Casein is a type of protein found in milk and dairy products and in fact is the most prevalent protein found in milk making up roughly 80% of its content. The other predominant protein is the ever popular whey protein. Casein protein is part of what gives milk its white colour along with fat globules thanks to both compounds being large enough to reflect light. Casein is perhaps the second most popular protein in the bodybuilding and training supplement industry, and while its popularity has dipped in the past decade or so, increased studies have begun to find that casein protein might be a better option for your average trainer than whey. Just like whey proteins, there are quite a few types and forms of casein proteins, all of which have their individual benefits. This articles takes a look at some of the more prevalent types.
Casein Isolate & Concentrate
Casein protein is usually derived from milk through a process which requires a coagulant to be used. This coagulant, usually known as chymosin will precipitate and coagulate the casein protein. The whey fraction is then expelled via a process known as syneresis. This process can be completed via a variety of methods and can depend upon the amount of salt used, acidity developed, enzymes and physical disturbances. This process is usually what is involved in the cheese making process, however with casein protein supplements, the idea is to achieve as much syneresis as possible leaving a relatively pure casein. Casein proteins are rarely advertised as isolates and concentrates unlike whey protein supplements, however one would assume that it would follow the same principle in that less fat, carbohydrates and other bioactive fractions are included in the final product.
Micellar Casein & Tri-Celle Casein
Micellar Casein is a special type of casein which concentrates the micellar portions of casein. Casein proteins in general are slower absorbing, making them the perfect night time protein, however micellar caseins are considered even slower digesting and absorbing as they tend to form a gel in the stomach, making it harder for digestive enzymes to break down the molecule. Micellar casein can take anywhere between 6-8 hours to digest. Optimum Nutrition, one of the largest and most popular supplement companies in the world known for their proteins has recently also derived a Tri-Celle casein, in which they were able to combine micellar casein molecules into a form which is roughly triple the size of average casein molecules making it even slower digesting than regular micellar casein.
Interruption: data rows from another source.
use crate::error::Error;
use crate::token::{Kind, Op, Token};
use crate::variables::Variables;

/// Evaluate a sequence of tokens in reverse polish notation, looking up
/// variables in `variables`.
pub fn evaluate(postfix: &[Token], variables: &Variables) -> Result<f64, Error> {
    let mut stack: Vec<f64> = Vec::with_capacity(postfix.len());
    for token in postfix {
        match token.kind() {
            Kind::Operand => stack.push(operand(token, variables)?),
            Kind::Operator(op) => {
                let right = pop(&mut stack);
                let left = pop(&mut stack);
                stack.push(operate(left, right, op)?);
            }
            other => panic!("Internal error: got {:?} token after shunting yard", other),
        }
    }
    let result = pop(&mut stack);
    assert!(
        stack.is_empty(),
        "Internal bug: {} values left on the stack",
        stack.len()
    );
    Ok(result)
}

fn pop(stack: &mut Vec<f64>) -> f64 {
    match stack.pop() {
        Some(value) => value,
        None => panic!("Internal bug: empty value stack"),
    }
}

fn operand(token: &Token, variables: &Variables) -> Result<f64, Error> {
    if let Some(name) = token.name() {
        let value = variables
            .get(name.ident)
            .ok_or_else(|| Error::NameError(format!("name '{}' is not defined", name.ident)))?;
        if name.negated {
            Ok(-value)
        } else {
            Ok(value)
        }
    } else {
        token
            .text()
            .parse()
            .map_err(|_| Error::SyntaxError(format!("invalid number {}", token.text())))
    }
}

#[allow(clippy::float_cmp)]
fn operate(left: f64, right: f64, op: Op) -> Result<f64, Error> {
    match op {
        Op::Plus => Ok(left + right),
        Op::Minus => Ok(left - right),
        Op::Mul => Ok(left * right),
        Op::Div if right == 0.0 => Err(Error::ArithmeticError(format!(
            "division of {} by zero",
            left
        ))),
        Op::Div => Ok(left / right),
    }
}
These two types of proteins are ideal for use during the day as well as during the night, where there is a prolonged period of fasting.
Casein is naturally a very insoluble compound, which is why casein supplements often have a grainy texture when mixed in solution. As such, caseinates are often used as a primary source of casein in several products. Calcium caseinate, potassium caseinate and sodium caseinates are some of the most common types of caseinates and are created by mixing with calcium, potassium or sodium hydroxides at a high pH. These compounds result in an easier to disperse powder when mixed with liquid, giving it a smoother, finer texture – however most caseinate protein powders are still slightly grainy.
Casein Hydrolysate or Hydrolysed Casein
As with whey protein, casein protein can also be hydrolysed, which aims to improve its digestion, but also chop of the protein into smaller peptides and thus produce even more potential bioactive compounds in the form of di- and tri- peptides. The hydrolysis process also changes hydrophobic properties and structures of protein, impacting and often altering the functional characteristics of the original protein. Casein hydrolysate is produced in a similar manner to whey protein hydrolysate using enzymes to cleave specific bonds in the casein protein to create smaller proteins and peptides. Casein hydrolysate or hydrolysed casein is faster absorbing than your average micellar casein, but is still slower than whey protein. Casein hydrolysates higher in AlphaS-1 peptides have been shown to have an anxiolytic or calming effect.
Casein protein is mostly available in powder form with most of the main brands producing a casein only protein such as Optimum Nutrition Tri-Celle Casein and 100% Casein, Max’s Nitetime Protein, MusclePharm Casein and Dymatize Nutrition Elite Casein. As previously mentioned, most casein protein powders are quite grainy in texture and are also quite thick, especially with milk.
Thanks to their thick texture, casein custards have slowly crept into the market. While they can be made into your usual shakes, you can also make them into a delicious pudding like custard by using less liquid to mix the supplement. These custards are generally quite smooth compared to the shake and double as a delicious and satisfying dessert for when you have those sweet cravings.
Casein Rich Foods
Casein is naturally found in milk from a variety of animal species. So anything made from dairy tends to be high in casein such as milk, cheese, yoghurts and ice creams.